ENSAYO
Por Mariela Michel
Salgo de casa, pero no “por Arenales” … pero sí “lo de siempre en la calle y en mí, cuando de repente…” de dentro de ese contenedor, “aparece él”, mezcla rara de habitual linyera y de ser sobrenatural y felino a la vez. Un ser humano polvoriento… pero majestuoso, del que emana una seguridad en si mismo y un atrapante halo de indiferencia con respecto a su entorno. A diferencia de la letra de Horacio Ferrer, no podría describirlo con las palabras “penúltimo linyera”. Tampoco es el antepenúltimo, porque se trata de uno de los muchísimos hurgadores que han entrado y salido de contenedores inmundos tantas veces, a juzgar por su destreza y por la notable elegancia de sus movimientos atléticos.
Pensé incluso que podría ser uno de los incontables que han dormido sobre sucias veredas y pisoteados zaguanes a lo largo de esta interminable y “temible pandemia”. Mientras lo miro, pasan por mi mente flashes de imágenes de mi misma de año y medio atrás, cuando con cuidadosa pulcritud lavaba uno por uno los productos traídos del supermercado. Confieso haberlo hecho, a pesar de que esa costumbre no llegó a convertirse en costumbre en mi caso, gracias a otras reveladoras sorpresas que sacudieron mi ingenuidad tempranamente. Hoy, la realidad volvió a golpearme, durante la aparición súbita de una criatura que parecía llegada de otro mundo por su total contraste con el grupo de transeúntes del cual yo formaba parte, y que caminaba con aquel aire de “lo de siempre en la calle y en mí”.
La rutina quedó por un momento quebrada por un ser que era a la vez un humano caído y una deidad lo suficientemente elevada como para que no la afecte el mundano temor a terrenos virus y bacterias a los que es totalmente inmune. Tampoco parece afectado por las ondas televisivas que inundan el espacio mediático con mandatos y restricciones que nos llenan de desesperanza. Al mirarlo con atención, también se vuelve notoria la presencia de aquel enorme recipiente que permanecía ignorado hasta este momento de incontinencia urbana. La aparición también dio protagonismo al inhóspito contenedor que, sin embargo, supo dar a luz a esta persona inusual y normal a la vez. Los contendores delimitan de modo muy impreciso los espacios más sucios de
los barrios.
Una más de las contradicciones de esta llamada “pandemia” es que las medidas de distanciamiento social han convertido a los contenedores en uno de los raros lugares de encuentro de los barrios. Encuentros indirectos, es cierto, pero encuentros más carnales que los intermediados por pantallas. Justamente, uno de los espacios más impresentables de la ciudad se ha vuelto uno de los pocos ámbitos de sociabilidad en los cuales todos nos encontramos, y nos sentimos conectados de modo concreto y palpable. Allí, la distancia social se ve disminuida por la intermediación de cosas que han pasado de mano en mano, de olores que emanan de sustancias putrefactas que estuvieron en las mesas del vecindario, y de excreciones corporales de transeúntes desclasados y sin tapujos. Son personas que en lugar de usar tapabocas están en contacto directo con los tapabocas usados y desechados en masa dentro de bolsas que llegan a las manos de estos laboriosos hurgadores, que las abren, las pisan, las rompen.

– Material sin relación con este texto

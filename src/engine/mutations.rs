use std::sync::Arc;

use tokio::sync::RwLock;
use tracing::{debug, info};

use crate::limits::*;
use crate::model::*;
use crate::observability::{
    CONFLICTS_TOTAL, PROPERTIES_ACTIVE, RESERVATIONS_TOTAL, STAYS_COMPLETED_TOTAL,
};

use super::conflict::{check_no_conflict, validate_stay};
use super::{Engine, EngineError, Snapshot};

fn validate_property(name: &Option<String>, max_guests: u32) -> Result<(), EngineError> {
    if let Some(n) = name
        && n.len() > MAX_NAME_LEN
    {
        return Err(EngineError::LimitExceeded("property name too long"));
    }
    if max_guests == 0 || max_guests > MAX_GUESTS_PER_PROPERTY {
        return Err(EngineError::LimitExceeded("max guests out of range"));
    }
    Ok(())
}

fn record_outcome<T>(action: &'static str, result: &Result<T, EngineError>) {
    let outcome = match result {
        Ok(_) => "ok",
        Err(EngineError::Conflict { .. }) => {
            metrics::counter!(CONFLICTS_TOTAL, "action" => action).increment(1);
            "conflict"
        }
        Err(_) => "error",
    };
    metrics::counter!(RESERVATIONS_TOTAL, "action" => action, "outcome" => outcome).increment(1);
}

impl Engine {
    pub async fn create_property(
        &self,
        id: Id,
        name: Option<String>,
        max_guests: u32,
        nightly_price: u64,
    ) -> Result<(), EngineError> {
        validate_property(&name, max_guests)?;
        let permit = self.commit_permit().await;
        let _catalog = self.lock_catalog().await;
        if self.state.len() >= MAX_PROPERTIES {
            return Err(EngineError::LimitExceeded("too many properties"));
        }
        if self.state.contains_key(&id) {
            return Err(EngineError::AlreadyExists(id));
        }

        let event = Event::PropertyCreated {
            id: id.clone(),
            name: name.clone(),
            max_guests,
            nightly_price,
        };
        self.journal_append(&permit, &event).await?;
        let ps = PropertyState::new(id.clone(), name, max_guests, nightly_price);
        self.state.insert(id.clone(), Arc::new(RwLock::new(ps)));
        self.notify.send(&id, &event);
        metrics::gauge!(PROPERTIES_ACTIVE).set(self.state.len() as f64);
        info!("property {id} created");
        Ok(())
    }

    pub async fn update_property(
        &self,
        id: Id,
        name: Option<String>,
        max_guests: u32,
        nightly_price: u64,
    ) -> Result<(), EngineError> {
        validate_property(&name, max_guests)?;
        let mut txn = self.write_property(&id).await?;
        let event = Event::PropertyUpdated {
            id,
            name,
            max_guests,
            nightly_price,
        };
        self.persist_and_apply(&mut txn, &event).await
    }

    /// Refuses while any reservation still holds dates on the property.
    pub async fn delete_property(&self, id: Id) -> Result<(), EngineError> {
        let permit = self.commit_permit().await;
        let _catalog = self.lock_catalog().await;
        let ps = self
            .get_property(&id)
            .ok_or_else(|| EngineError::NotFound(id.clone()))?;
        let guard = ps.write().await;
        if guard.reservations.iter().any(|r| r.status.blocks()) {
            return Err(EngineError::HasActiveReservations(id));
        }

        let event = Event::PropertyDeleted { id: id.clone() };
        self.journal_append(&permit, &event).await?;
        self.state.remove(&id);
        for r in &guard.reservations {
            self.reservation_to_property.remove(&r.id);
        }
        drop(guard);
        self.notify.send(&id, &event);
        self.notify.remove(&id);
        metrics::gauge!(PROPERTIES_ACTIVE).set(self.state.len() as f64);
        info!("property {id} deleted");
        Ok(())
    }

    /// Create a `pending` reservation. The availability check and the insert
    /// happen under the property's write lock, so two overlapping requests
    /// cannot both succeed.
    pub async fn request_reservation(
        &self,
        id: Id,
        property_id: Id,
        check_in: Day,
        check_out: Day,
        guest_count: u32,
        guest_name: Option<String>,
    ) -> Result<(), EngineError> {
        let result = self
            .request_reservation_inner(id, property_id, check_in, check_out, guest_count, guest_name)
            .await;
        record_outcome("request", &result);
        result
    }

    async fn request_reservation_inner(
        &self,
        id: Id,
        property_id: Id,
        check_in: Day,
        check_out: Day,
        guest_count: u32,
        guest_name: Option<String>,
    ) -> Result<(), EngineError> {
        let stay = validate_stay(check_in, check_out)?;
        if let Some(ref n) = guest_name
            && n.len() > MAX_GUEST_NAME_LEN
        {
            return Err(EngineError::LimitExceeded("guest name too long"));
        }
        let mut txn = self.write_property(&property_id).await?;
        if guest_count == 0 || guest_count > txn.max_guests {
            return Err(EngineError::GuestLimitExceeded {
                requested: guest_count,
                max: txn.max_guests,
            });
        }
        if self.reservation_to_property.contains_key(&id) {
            return Err(EngineError::AlreadyExists(id));
        }
        if txn.reservations.len() >= MAX_RESERVATIONS_PER_PROPERTY {
            return Err(EngineError::LimitExceeded("too many reservations on property"));
        }

        check_no_conflict(&txn, &stay, None)?;

        let event = Event::ReservationRequested {
            id: id.clone(),
            property_id: property_id.clone(),
            stay,
            guest_count,
            guest_name,
        };
        self.persist_and_apply(&mut txn, &event).await?;
        info!("reservation {id} requested on {property_id} for {stay}");
        Ok(())
    }

    /// Host acceptance: pending → confirmed. Availability is re-checked against
    /// everything but the reservation itself, and a lost race fails with `Conflict`.
    pub async fn accept_reservation(&self, id: Id) -> Result<Id, EngineError> {
        let result = self.accept_reservation_inner(id).await;
        record_outcome("accept", &result);
        result
    }

    async fn accept_reservation_inner(&self, id: Id) -> Result<Id, EngineError> {
        let mut txn = self.write_reservation_property(&id).await?;
        let current = current_reservation(&txn, &id)?;
        ensure_transition(&current, ReservationStatus::Confirmed, "accept")?;
        check_no_conflict(&txn, &current.stay(), Some(&id))?;

        let property_id = txn.property_id.clone();
        let event = Event::ReservationAccepted {
            id: id.clone(),
            property_id: property_id.clone(),
        };
        self.persist_and_apply(&mut txn, &event).await?;
        info!("reservation {id} confirmed");
        Ok(property_id)
    }

    /// Host decline: pending → cancelled.
    pub async fn decline_reservation(&self, id: Id) -> Result<Id, EngineError> {
        let mut txn = self.write_reservation_property(&id).await?;
        let current = current_reservation(&txn, &id)?;
        if current.status != ReservationStatus::Pending {
            return Err(EngineError::InvalidTransition {
                id,
                status: current.status,
                action: "decline",
            });
        }
        let property_id = txn.property_id.clone();
        let event = Event::ReservationDeclined {
            id: id.clone(),
            property_id: property_id.clone(),
        };
        self.persist_and_apply(&mut txn, &event).await?;
        info!("reservation {id} declined");
        Ok(property_id)
    }

    /// Guest or host cancellation: pending|confirmed → cancelled.
    pub async fn cancel_reservation(&self, id: Id) -> Result<Id, EngineError> {
        let mut txn = self.write_reservation_property(&id).await?;
        let current = current_reservation(&txn, &id)?;
        ensure_transition(&current, ReservationStatus::Cancelled, "cancel")?;
        let property_id = txn.property_id.clone();
        let event = Event::ReservationCancelled {
            id: id.clone(),
            property_id: property_id.clone(),
        };
        self.persist_and_apply(&mut txn, &event).await?;
        info!("reservation {id} cancelled");
        Ok(property_id)
    }

    /// confirmed → completed, allowed once `today` has reached the check-out day.
    pub async fn complete_reservation(&self, id: Id, today: Day) -> Result<Id, EngineError> {
        let mut txn = self.write_reservation_property(&id).await?;
        let current = current_reservation(&txn, &id)?;
        ensure_transition(&current, ReservationStatus::Completed, "complete")?;
        if current.check_out > today {
            return Err(EngineError::StayNotElapsed(id));
        }
        let property_id = txn.property_id.clone();
        let event = Event::ReservationCompleted {
            id: id.clone(),
            property_id: property_id.clone(),
        };
        self.persist_and_apply(&mut txn, &event).await?;
        metrics::counter!(STAYS_COMPLETED_TOTAL).increment(1);
        info!("reservation {id} completed");
        Ok(property_id)
    }

    /// Move a pending or confirmed reservation to new dates. Its own current
    /// occupancy is ignored during the availability check.
    pub async fn reschedule_reservation(
        &self,
        id: Id,
        check_in: Day,
        check_out: Day,
    ) -> Result<Id, EngineError> {
        let result = self.reschedule_reservation_inner(id, check_in, check_out).await;
        record_outcome("reschedule", &result);
        result
    }

    async fn reschedule_reservation_inner(
        &self,
        id: Id,
        check_in: Day,
        check_out: Day,
    ) -> Result<Id, EngineError> {
        let stay = validate_stay(check_in, check_out)?;
        let mut txn = self.write_reservation_property(&id).await?;
        let current = current_reservation(&txn, &id)?;
        if !current.status.blocks() {
            return Err(EngineError::InvalidTransition {
                id,
                status: current.status,
                action: "reschedule",
            });
        }
        check_no_conflict(&txn, &stay, Some(&id))?;

        let property_id = txn.property_id.clone();
        let event = Event::ReservationRescheduled {
            id: id.clone(),
            property_id: property_id.clone(),
            stay,
        };
        self.persist_and_apply(&mut txn, &event).await?;
        info!("reservation {id} moved to {stay}");
        Ok(property_id)
    }

    /// Load an external snapshot into an empty-or-disjoint store. Every property
    /// must be new and the snapshot must hold no double bookings.
    pub async fn import_snapshot(&self, snapshot: &Snapshot) -> Result<usize, EngineError> {
        for ps in snapshot.properties() {
            if self.state.contains_key(&ps.id) {
                return Err(EngineError::AlreadyExists(ps.id.clone()));
            }
            validate_property(&ps.name, ps.max_guests)?;
            if ps.reservations.len() > MAX_RESERVATIONS_PER_PROPERTY {
                return Err(EngineError::LimitExceeded("too many reservations on property"));
            }
            for r in &ps.reservations {
                if self.reservation_to_property.contains_key(&r.id) {
                    return Err(EngineError::AlreadyExists(r.id.clone()));
                }
                validate_stay(r.check_in, r.check_out)?;
                if r.status.blocks() {
                    check_no_conflict(ps, &r.stay(), Some(&r.id))?;
                }
            }
        }

        // Each property is its own commit; a compaction may land between two.
        let mut imported = 0;
        for ps in snapshot.properties() {
            self.create_property(ps.id.clone(), ps.name.clone(), ps.max_guests, ps.nightly_price)
                .await?;
            let mut txn = self.write_property(&ps.id).await?;
            for event in reservation_events(ps) {
                self.persist_and_apply(&mut txn, &event).await?;
            }
            imported += ps.reservations.len();
        }
        info!("imported {imported} reservations");
        Ok(imported)
    }

    /// Confirmed reservations whose check-out day is on or before `today`.
    pub fn collect_elapsed_stays(&self, today: Day) -> Vec<(Id, Id)> {
        let mut elapsed = Vec::new();
        for entry in self.state.iter() {
            let ps = entry.value().clone();
            let Ok(guard) = ps.try_read() else {
                debug!("sweep skipped busy property {}", entry.key());
                continue;
            };
            for r in &guard.reservations {
                if r.status == ReservationStatus::Confirmed && r.check_out <= today {
                    elapsed.push((r.id.clone(), guard.id.clone()));
                }
            }
        }
        elapsed
    }

    /// Rewrite the log with just the events that rebuild the current state.
    ///
    /// Writers are held off from the first property read until the new log
    /// is in place, so no acknowledged write can fall between the two.
    pub async fn compact_wal(&self) -> Result<(), EngineError> {
        let exclusive = self.exclusive().await;

        let shared: Vec<_> = self.state.iter().map(|e| e.value().clone()).collect();
        let mut events = Vec::new();
        for ps in shared {
            let guard = ps.read().await;
            events.push(Event::PropertyCreated {
                id: guard.id.clone(),
                name: guard.name.clone(),
                max_guests: guard.max_guests,
                nightly_price: guard.nightly_price,
            });
            events.extend(reservation_events(&guard));
        }

        let count = events.len();
        self.rewrite_journal(&exclusive, events).await?;
        info!("WAL compacted to {count} events");
        Ok(())
    }

    pub async fn wal_appends_since_compact(&self) -> u64 {
        self.journal_append_count().await
    }
}

fn current_reservation(ps: &PropertyState, id: &Id) -> Result<Reservation, EngineError> {
    ps.get(id)
        .cloned()
        .ok_or_else(|| EngineError::NotFound(id.clone()))
}

fn ensure_transition(
    current: &Reservation,
    next: ReservationStatus,
    action: &'static str,
) -> Result<(), EngineError> {
    if current.status.can_transition_to(next) {
        Ok(())
    } else {
        Err(EngineError::InvalidTransition {
            id: current.id.clone(),
            status: current.status,
            action,
        })
    }
}

/// Events that rebuild a property's reservations with their current status.
fn reservation_events(ps: &PropertyState) -> Vec<Event> {
    let mut events = Vec::with_capacity(ps.reservations.len());
    for r in &ps.reservations {
        let id = || r.id.clone();
        let property_id = || ps.id.clone();
        events.push(Event::ReservationRequested {
            id: id(),
            property_id: property_id(),
            stay: r.stay(),
            guest_count: r.guest_count,
            guest_name: r.guest_name.clone(),
        });
        let accepted = || Event::ReservationAccepted {
            id: id(),
            property_id: property_id(),
        };
        match r.status {
            ReservationStatus::Pending => {}
            ReservationStatus::Confirmed => events.push(accepted()),
            ReservationStatus::Cancelled => events.push(Event::ReservationCancelled {
                id: id(),
                property_id: property_id(),
            }),
            ReservationStatus::Completed => {
                events.push(accepted());
                events.push(Event::ReservationCompleted {
                    id: id(),
                    property_id: property_id(),
                });
            }
        }
    }
    events
}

Los tapabocas infectados por toda clase de deshechos siguen viaje por las veredas, donde varias personas se sientan e incluso duermen. Luego de muchos meses, este trabajador urbano emerge de los espacios mugrientos, tan airoso, tan completamente impertérrito y vital, rodeado de un brillo atrayente y encandilador. Surge diestro y animado, con un aire impávido que lo distingue nítidamente de los transeúntes inestables cuyas miradas están perdidas, y sus rostros circulan semiocultos detrás de implacables tapabocas.
Atraídos por la palabra ‘impávido’ acuden a mi mente los versos de aquella antigua rima LXVI de Bécquer, que formula una pregunta que muchos nos hacemos y que los caminantes no se hacen: ¿por qué no brota sangre de la herida, por qué el muerto está en pie? Está en pie como un enorme signo revelador de la gran mentira. Él es una innegable insignia de todo lo que no está pasando la poderosa encarnación de la verdad ha salido de un contenedor como si tal cosa. Se trata de una imagen de la negación más rotunda, pero no del negacionismo vulgar y denostador, sino de la empecinada negación de esa enorme amenaza inexistente.